━━ RECORDS TO USE
/// Arithmetic mean, `None` for an empty sample.
pub fn mean(samples: &[f64]) -> Option<f64> {
    match samples.len() {
        0 => None,
        n => Some(samples.iter().sum::<f64>() / n as f64),
    }
}

/// Population standard deviation, `None` for an empty sample.
pub fn std_dev(samples: &[f64]) -> Option<f64> {
    let avg = mean(samples)?;
    let variance = samples
        .iter()
        .map(|value| {
            let diff = avg - *value;
            diff * diff
        })
        .sum::<f64>()
        / samples.len() as f64;
    Some(variance.sqrt())
}

/// Round half up (`2.5 -> 3`, `-2.5 -> -2`), the rounding players see on
/// score screens. Non-finite input rounds to 0.
pub fn round_half_up(value: f64) -> i64 {
    if !value.is_finite() {
        return 0;
    }
    (value + 0.5).floor() as i64
}

#[cfg(test)]
mod tests {
    use super::*;

    #[test]
    fn mean_of_reaction_times() {
        assert_eq!(mean(&[250., 300., 350.]), Some(300.0));
        assert_eq!(mean(&[42.0]), Some(42.0));
        assert_eq!(mean(&[]), None);
    }

    #[test]
    fn std_dev_of_reaction_times() {
        assert_eq!(std_dev(&[200., 200., 200.]), Some(0.0));
        assert_eq!(std_dev(&[]), None);
        let sd = std_dev(&[100., 120., 90., 102., 94.]).unwrap();
        assert!((sd - 10.322790320451151).abs() < 1e-9);
    }

    #[test]
    fn rounds_half_up() {
        assert_eq!(round_half_up(2.5), 3);
        assert_eq!(round_half_up(2.49), 2);
        assert_eq!(round_half_up(-2.5), -2);
        assert_eq!(round_half_up(f64::NAN), 0);
        assert_eq!(round_half_up(f64::INFINITY), 0);
    }
}
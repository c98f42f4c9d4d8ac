pub mod aim;
pub mod precision;
pub mod reflex;
pub mod typing;

pub use aim::{AimMode, AimSession};
pub use precision::PrecisionSession;
pub use reflex::{ReflexMode, ReflexSession};
pub use typing::{Difficulty, TypingSession};

use crate::error::Result;
use crate::leaderboard::{BoardSpec, LeaderboardStore, Metadata, SortDirection};
use crate::runtime::GameEvent;
use crate::scheduler::TimerQueue;
use crate::storage::KeyValueStore;
use serde::{Deserialize, Serialize};

#[derive(Debug, Clone, Copy, PartialEq, Eq, Hash, Serialize, Deserialize, strum_macros::Display)]
pub enum GameKind {
    Precision,
    Aim,
    Reflex,
    Typing,
}

impl GameKind {
    pub const ALL: [GameKind; 4] = [
        GameKind::Precision,
        GameKind::Aim,
        GameKind::Reflex,
        GameKind::Typing,
    ];

    pub fn storage_key(&self) -> &'static str {
        match self {
            GameKind::Precision => "hitplayers",
            GameKind::Aim => "aimplayers",
            GameKind::Reflex => "reflexplayers",
            GameKind::Typing => "players",
        }
    }

    /// Leaderboard layout. Reaction time is the only metric where lower wins.
    pub fn board(&self, cap: Option<usize>) -> BoardSpec {
        let (metric_field, direction, high_score_key) = match self {
            GameKind::Precision => ("score", SortDirection::HigherIsBetter, "precisionhighscore"),
            GameKind::Aim => ("score", SortDirection::HigherIsBetter, "aimhighscore"),
            GameKind::Reflex => ("averageTime", SortDirection::LowerIsBetter, "reflexhighscore"),
            GameKind::Typing => ("wpm", SortDirection::HigherIsBetter, "typinghighscore"),
        };
        BoardSpec::new(self.storage_key(), metric_field, direction)
            .with_cap(cap)
            .with_high_score_key(high_score_key)
    }
}

/// Board specs for every game, ready for [`LeaderboardStore::new`].
pub fn boards(cap: Option<usize>) -> Vec<BoardSpec> {
    GameKind::ALL.iter().map(|g| g.board(cap)).collect()
}

/// Outcome of a finished game in the shape its leaderboard stores.
#[derive(Debug, Clone, PartialEq)]
pub struct FinalResult {
    pub game: GameKind,
    pub metric: f64,
    pub metadata: Metadata,
}

impl FinalResult {
    /// Add this result to the game's leaderboard under `name`.
    pub fn submit<S: KeyValueStore>(
        &self,
        board: &mut LeaderboardStore<S>,
        name: &str,
    ) -> Result<Option<usize>> {
        board.submit(self.game.storage_key(), name, self.metric, self.metadata.clone())
    }

    /// Record the metric as the game's best score if it beats the stored one.
    pub fn offer_high_score<S: KeyValueStore>(&self, board: &mut LeaderboardStore<S>) -> Result<bool> {
        board.offer_high_score(self.game.storage_key(), self.metric)
    }
}

#[derive(Debug, Clone, PartialEq)]
pub enum SessionUpdate {
    Nothing,
    /// Visible state changed.
    Changed,
    Finished(FinalResult),
}

pub trait GameSession {
    fn kind(&self) -> GameKind;

    /// Begin a fresh game at `now`, discarding any game in progress.
    fn start(&mut self, now: u64, queue: &mut TimerQueue) -> Result<()>;

    fn handle(&mut self, event: &GameEvent, now: u64, queue: &mut TimerQueue) -> Result<SessionUpdate>;

    /// Cancel every timer the session still holds.
    fn teardown(&mut self, queue: &mut TimerQueue);
}
use anyhow::{Context, Result};
use clap::Parser;
use huella::{cli::Cli, engine, filter, replay, report};
use std::path::Path;
use tracing_subscriber::EnvFilter;

/// Initialize tracing subscriber for debug output
fn init_tracing(debug: bool) {
    if debug {
        tracing_subscriber::fmt()
            .with_env_filter(
                EnvFilter::from_default_env().add_directive(tracing::Level::TRACE.into()),
            )
            .with_writer(std::io::stderr)
            .init();
    }
}

fn main() -> Result<()> {
    let args = Cli::parse();

    // Initialize tracing if --debug flag is set
    init_tracing(args.debug);

    // Parse filter pattern if provided
    let filter = if let Some(pattern) = &args.filter {
        filter::UnitFilter::from_pattern(pattern)?
    } else {
        filter::UnitFilter::all()
    };

    // The sink opens before replay so destination failures abort the run
    // up front rather than after a long collection.
    let sink = match &args.output {
        Some(path) => report::ReportSink::file(path)
            .with_context(|| format!("Failed to open report destination: {}", path.display()))?,
        None => report::ReportSink::stdout().context("Failed to duplicate stdout for the report")?,
    };

    let engine = engine::WssEngine::new(engine::EngineConfig {
        line_bytes: args.line_bytes,
        max_records: args.max_records,
        max_instructions: args.max_instructions,
    })?;

    let report = if args.trace == Path::new("-") {
        replay::replay_stdin(engine, args.flat)?
    } else {
        replay::replay_path(&args.trace, engine, args.flat)?
    };

    let text = report::render(&report, args.rank_by, &filter);
    sink.write_report(&text).context("Failed to write report")?;

    Ok(())
}
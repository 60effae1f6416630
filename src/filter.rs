//! Report row filtering for --filter expressions
//!
//! Filtering narrows the report table to matching function names. It is
//! applied at render time only; collection always records every unit so
//! the run summary stays exact.

use anyhow::{Context, Result};
use regex::Regex;

/// Unit-name filter applied to report rows
#[derive(Debug, Clone)]
pub struct UnitFilter {
    /// Pattern a name must match to be reported (None = report all)
    pattern: Option<Regex>,
}

impl UnitFilter {
    /// Create a filter that reports every unit
    pub fn all() -> Self {
        Self { pattern: None }
    }

    /// Compile a name pattern like "^alloc" or "memcpy|memmove"
    pub fn from_pattern(pattern: &str) -> Result<Self> {
        let regex =
            Regex::new(pattern).with_context(|| format!("Invalid filter pattern: {pattern}"))?;
        Ok(Self {
            pattern: Some(regex),
        })
    }

    /// Check if a unit with this name should appear in the report
    pub fn should_report(&self, name: &str) -> bool {
        match &self.pattern {
            None => true,
            Some(regex) => regex.is_match(name),
        }
    }
}

impl Default for UnitFilter {
    fn default() -> Self {
        Self::all()
    }
}

#[cfg(test)]
mod tests {
    use super::*;

    #[test]
    fn test_filter_all_reports_everything() {
        let filter = UnitFilter::all();
        assert!(filter.should_report("main"));
        assert!(filter.should_report("memcpy"));
        assert!(filter.should_report("anything"));
    }

    #[test]
    fn test_filter_anchored_prefix() {
        let filter = UnitFilter::from_pattern("^alloc").unwrap();
        assert!(filter.should_report("alloc_buffer"));
        assert!(filter.should_report("allocate"));
        assert!(!filter.should_report("my_alloc"));
    }

    #[test]
    fn test_filter_alternation() {
        let filter = UnitFilter::from_pattern("memcpy|memmove").unwrap();
        assert!(filter.should_report("memcpy"));
        assert!(filter.should_report("__memmove_avx"));
        assert!(!filter.should_report("memset"));
    }

    #[test]
    fn test_filter_unanchored_matches_substring() {
        let filter = UnitFilter::from_pattern("hash").unwrap();
        assert!(filter.should_report("rehash_table"));
        assert!(!filter.should_report("main"));
    }

    #[test]
    fn test_invalid_pattern_is_rejected() {
        let result = UnitFilter::from_pattern("(unclosed");
        assert!(result.is_err());
    }
}
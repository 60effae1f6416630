//! Working set estimation engine
//!
//! One [`WssEngine`] owns the attribution registry, both access record
//! stores, the capacity limits and the run state machine for a single run.
//! The embedding collaborator drives it through three phases: explicit
//! construction, event intake under the check-then-call contract, and
//! exactly one finalization hook that aggregates and yields the report.
//!
//! The engine is single-threaded: exactly one logical thread of control
//! delivers events, so no locking is performed and none is needed.

use thiserror::Error;

use crate::aggregate;
use crate::buffer::AccessBuffer;
use crate::cacheline::{GeometryError, LineGeometry, DEFAULT_LINE_BYTES};
use crate::capacity::{CapacityLimits, DEFAULT_MAX_INSTRUCTIONS, DEFAULT_MAX_RECORDS};
use crate::registry::{UnitHandle, UnitRegistry};
use crate::report::{ReportRow, WssReport};

/// Errors from engine construction and finalization
#[derive(Error, Debug)]
pub enum EngineError {
    #[error(transparent)]
    Geometry(#[from] GeometryError),

    #[error("run already finished ({0:?}); finalization hooks are one-shot")]
    AlreadyFinished(RunState),
}

/// Run lifecycle states
#[derive(Debug, Clone, Copy, PartialEq, Eq)]
pub enum RunState {
    /// Collecting events
    Running,
    /// A capacity ceiling fired; finalization in progress
    EarlyExit,
    /// The run ended normally; finalization in progress
    Completed,
    /// Report produced; no further intake is valid
    Terminated,
}

/// Engine construction knobs
#[derive(Debug, Clone, Copy, PartialEq, Eq)]
pub struct EngineConfig {
    /// Cache line size in bytes; must be a power of two
    pub line_bytes: u64,
    /// Capacity of each access record store
    pub max_records: usize,
    /// Global instruction ceiling
    pub max_instructions: u64,
}

impl Default for EngineConfig {
    fn default() -> Self {
        Self {
            line_bytes: DEFAULT_LINE_BYTES,
            max_records: DEFAULT_MAX_RECORDS,
            max_instructions: DEFAULT_MAX_INSTRUCTIONS,
        }
    }
}

/// Working set estimation engine for one run
#[derive(Debug)]
pub struct WssEngine {
    registry: UnitRegistry,
    reads: AccessBuffer,
    writes: AccessBuffer,
    instructions: u64,
    limits: CapacityLimits,
    geometry: LineGeometry,
    state: RunState,
}

impl WssEngine {
    /// Build an engine and reserve both stores up front.
    ///
    /// Fails on a non-power-of-two line size before any collection can
    /// start.
    pub fn new(config: EngineConfig) -> Result<Self, EngineError> {
        let geometry = LineGeometry::new(config.line_bytes)?;
        tracing::debug!(
            "engine initialized: line_bytes={} max_records={} max_instructions={}",
            config.line_bytes,
            config.max_records,
            config.max_instructions
        );
        Ok(Self {
            registry: UnitRegistry::new(),
            reads: AccessBuffer::with_capacity(config.max_records),
            writes: AccessBuffer::with_capacity(config.max_records),
            instructions: 0,
            limits: CapacityLimits {
                max_records: config.max_records,
                max_instructions: config.max_instructions,
            },
            geometry,
            state: RunState::Running,
        })
    }

    /// Register a newly observed attribution unit.
    ///
    /// Call once per unit and cache the handle; the engine does not
    /// deduplicate registrations.
    pub fn register_unit(&mut self, name: &str, addr: u64) -> UnitHandle {
        tracing::trace!("unit registered: {name} at {addr:#x}");
        self.registry.register(name, addr)
    }

    /// Record a read access.
    ///
    /// Precondition: `!self.at_capacity()`, checked by the caller before
    /// this call.
    #[inline]
    pub fn record_read(&mut self, unit: UnitHandle, addr: u64) {
        self.reads.push(unit, addr);
    }

    /// Record a write access. Same precondition as [`Self::record_read`].
    #[inline]
    pub fn record_write(&mut self, unit: UnitHandle, addr: u64) {
        self.writes.push(unit, addr);
    }

    /// Add one retired basic block's instruction count to the run total.
    #[inline]
    pub fn count_block_instructions(&mut self, count: u64) {
        self.instructions += count;
    }

    /// Count one entry into `unit`.
    #[inline]
    pub fn count_unit_entry(&mut self, unit: UnitHandle) {
        self.registry.get_mut(unit).calls += 1;
    }

    /// Count one instruction retired while `unit` was current.
    #[inline]
    pub fn count_unit_instruction(&mut self, unit: UnitHandle) {
        self.registry.get_mut(unit).instructions += 1;
    }

    /// True once any hard ceiling is reached.
    ///
    /// The caller polls this before every `record_read`/`record_write`;
    /// the first true answer must route to [`Self::on_early_exit`] instead
    /// of another record.
    #[inline]
    pub fn at_capacity(&self) -> bool {
        self.limits
            .reached(self.instructions, self.reads.len(), self.writes.len())
    }

    /// Finalize after a capacity ceiling fired.
    ///
    /// Aggregates everything collected so far and returns the report with
    /// the early-exit reason set. One-shot, mutually exclusive with
    /// [`Self::on_normal_exit`].
    pub fn on_early_exit(&mut self) -> Result<WssReport, EngineError> {
        if self.state != RunState::Running {
            return Err(EngineError::AlreadyFinished(self.state));
        }
        self.state = RunState::EarlyExit;
        tracing::debug!(
            "capacity reached: instructions={} reads={} writes={}",
            self.instructions,
            self.reads.len(),
            self.writes.len()
        );
        Ok(self.finish(Some("early exit")))
    }

    /// Finalize after the run ended normally.
    ///
    /// Identical to [`Self::on_early_exit`] except that the report carries
    /// no reason line. One-shot.
    pub fn on_normal_exit(&mut self) -> Result<WssReport, EngineError> {
        if self.state != RunState::Running {
            return Err(EngineError::AlreadyFinished(self.state));
        }
        self.state = RunState::Completed;
        Ok(self.finish(None))
    }

    fn finish(&mut self, reason: Option<&str>) -> WssReport {
        aggregate::aggregate(
            &mut self.registry,
            self.reads.records(),
            self.writes.records(),
            self.geometry,
        );
        let rows = self
            .registry
            .iter()
            .map(|unit| ReportRow {
                name: unit.name.clone(),
                addr: unit.addr,
                read_lines: unit.counters.unique_reads.len() as u64,
                write_lines: unit.counters.unique_writes.len() as u64,
                combined_lines: unit.counters.unique_accesses.len() as u64,
                reads: unit.counters.reads,
                writes: unit.counters.writes,
                calls: unit.calls,
                instructions: unit.instructions,
            })
            .collect();
        let report = WssReport {
            reason: reason.map(String::from),
            instructions: self.instructions,
            reads: self.reads.len() as u64,
            writes: self.writes.len() as u64,
            wss_lines: aggregate::global_working_set(&self.registry) as u64,
            line_bytes: self.geometry.line_bytes(),
            rows,
        };
        tracing::debug!(
            "aggregation complete: units={} wss_lines={}",
            report.rows.len(),
            report.wss_lines
        );
        self.state = RunState::Terminated;
        report
    }

    /// Current lifecycle state.
    pub fn state(&self) -> RunState {
        self.state
    }

    /// Global instruction count so far.
    pub fn instructions(&self) -> u64 {
        self.instructions
    }

    /// Read records stored so far.
    pub fn recorded_reads(&self) -> usize {
        self.reads.len()
    }

    /// Write records stored so far.
    pub fn recorded_writes(&self) -> usize {
        self.writes.len()
    }
}

#[cfg(test)]
mod tests {
    use super::*;

    fn small_engine(max_records: usize, max_instructions: u64) -> WssEngine {
        WssEngine::new(EngineConfig {
            line_bytes: 64,
            max_records,
            max_instructions,
        })
        .unwrap()
    }

    #[test]
    fn test_rejects_bad_line_size() {
        let err = WssEngine::new(EngineConfig {
            line_bytes: 48,
            ..EngineConfig::default()
        })
        .unwrap_err();
        assert!(matches!(
            err,
            EngineError::Geometry(GeometryError::NotPowerOfTwo(48))
        ));
    }

    #[test]
    fn test_default_config() {
        let config = EngineConfig::default();
        assert_eq!(config.line_bytes, 64);
        assert_eq!(config.max_records, DEFAULT_MAX_RECORDS);
        assert_eq!(config.max_instructions, DEFAULT_MAX_INSTRUCTIONS);
    }

    #[test]
    fn test_normal_exit_reaches_terminated() {
        let mut engine = small_engine(16, 1000);
        assert_eq!(engine.state(), RunState::Running);
        let report = engine.on_normal_exit().unwrap();
        assert_eq!(engine.state(), RunState::Terminated);
        assert!(report.reason.is_none());
    }

    #[test]
    fn test_early_exit_sets_reason() {
        let mut engine = small_engine(16, 1000);
        let report = engine.on_early_exit().unwrap();
        assert_eq!(engine.state(), RunState::Terminated);
        assert_eq!(report.reason.as_deref(), Some("early exit"));
    }

    #[test]
    fn test_finalization_hooks_are_one_shot() {
        let mut engine = small_engine(16, 1000);
        engine.on_normal_exit().unwrap();
        assert!(matches!(
            engine.on_normal_exit(),
            Err(EngineError::AlreadyFinished(RunState::Terminated))
        ));
        assert!(matches!(
            engine.on_early_exit(),
            Err(EngineError::AlreadyFinished(RunState::Terminated))
        ));
    }

    #[test]
    fn test_at_capacity_tracks_record_ceiling() {
        let mut engine = small_engine(2, u64::MAX);
        let unit = engine.register_unit("u", 0x1000);
        assert!(!engine.at_capacity());
        engine.record_read(unit, 0x10);
        assert!(!engine.at_capacity());
        engine.record_read(unit, 0x20);
        assert!(engine.at_capacity());
    }

    #[test]
    fn test_at_capacity_tracks_instruction_ceiling() {
        let mut engine = small_engine(16, 100);
        engine.count_block_instructions(99);
        assert!(!engine.at_capacity());
        engine.count_block_instructions(7);
        assert!(engine.at_capacity());
        assert_eq!(engine.instructions(), 106);
    }

    #[test]
    fn test_write_cursor_triggers_capacity_independently() {
        let mut engine = small_engine(1, u64::MAX);
        let unit = engine.register_unit("u", 0x1000);
        engine.record_write(unit, 0x10);
        assert!(engine.at_capacity());
        assert_eq!(engine.recorded_reads(), 0);
        assert_eq!(engine.recorded_writes(), 1);
    }

    #[test]
    fn test_report_rows_carry_per_unit_totals() {
        let mut engine = small_engine(16, 1000);
        let alpha = engine.register_unit("alpha", 0x1000);
        let beta = engine.register_unit("beta", 0x2000);
        engine.count_unit_entry(alpha);
        engine.count_unit_entry(alpha);
        engine.count_unit_instruction(alpha);
        engine.count_block_instructions(5);
        // alpha reads one line twice, beta writes two lines
        engine.record_read(alpha, 0x100);
        engine.record_read(alpha, 0x104);
        engine.record_write(beta, 0x200);
        engine.record_write(beta, 0x280);
        let report = engine.on_normal_exit().unwrap();

        assert_eq!(report.instructions, 5);
        assert_eq!(report.reads, 2);
        assert_eq!(report.writes, 2);
        assert_eq!(report.wss_lines, 3);
        assert_eq!(report.line_bytes, 64);
        assert_eq!(report.rows.len(), 2);

        let a = &report.rows[0];
        assert_eq!(a.name, "alpha");
        assert_eq!(a.calls, 2);
        assert_eq!(a.instructions, 1);
        assert_eq!(a.read_lines, 1);
        assert_eq!(a.write_lines, 0);
        assert_eq!(a.combined_lines, 1);
        assert_eq!(a.reads, 2);

        let b = &report.rows[1];
        assert_eq!(b.name, "beta");
        assert_eq!(b.calls, 0);
        assert_eq!(b.write_lines, 2);
        assert_eq!(b.combined_lines, 2);
        assert_eq!(b.writes, 2);
    }

    #[test]
    fn test_registered_but_idle_unit_gets_zero_row() {
        let mut engine = small_engine(16, 1000);
        engine.register_unit("idle", 0x3000);
        let report = engine.on_normal_exit().unwrap();
        assert_eq!(report.rows.len(), 1);
        assert_eq!(report.rows[0].combined_lines, 0);
        assert_eq!(report.rows[0].calls, 0);
    }

    #[test]
    fn test_empty_run_report() {
        let mut engine = small_engine(16, 1000);
        let report = engine.on_normal_exit().unwrap();
        assert_eq!(report.instructions, 0);
        assert_eq!(report.wss_lines, 0);
        assert!(report.rows.is_empty());
    }

    #[test]
    fn test_early_exit_keeps_partial_data() {
        let mut engine = small_engine(2, u64::MAX);
        let unit = engine.register_unit("u", 0x1000);
        engine.record_read(unit, 0x0);
        engine.record_read(unit, 0x40);
        assert!(engine.at_capacity());
        let report = engine.on_early_exit().unwrap();
        assert_eq!(report.reads, 2);
        assert_eq!(report.rows[0].read_lines, 2);
    }
}
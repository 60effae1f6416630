#![no_main]

use huella::replay::parse_line;
use libfuzzer_sys::fuzz_target;

fuzz_target!(|data: &[u8]| {
    // Convert arbitrary bytes to UTF-8 string (lossy conversion)
    if let Ok(input) = std::str::from_utf8(data) {
        // Attempt to parse the trace line
        // This should not panic regardless of input
        let _ = parse_line(input);
    }
});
━━━━
| EXERCISE GOAL |
Print the first line of the records above and each line after it, exactly, through the line with "let variance = samples".

| ANSWER TO THE PROBLEM |
/// Arithmetic mean, `None` for an empty sample.
pub fn mean(samples: &[f64]) -> Option<f64> {
    match samples.len() {
        0 => None,
        n => Some(samples.iter().sum::<f64>() / n as f64),
    }
}

/// Population standard deviation, `None` for an empty sample.
pub fn std_dev(samples: &[f64]) -> Option<f64> {
    let avg = mean(samples)?;
    let variance = samples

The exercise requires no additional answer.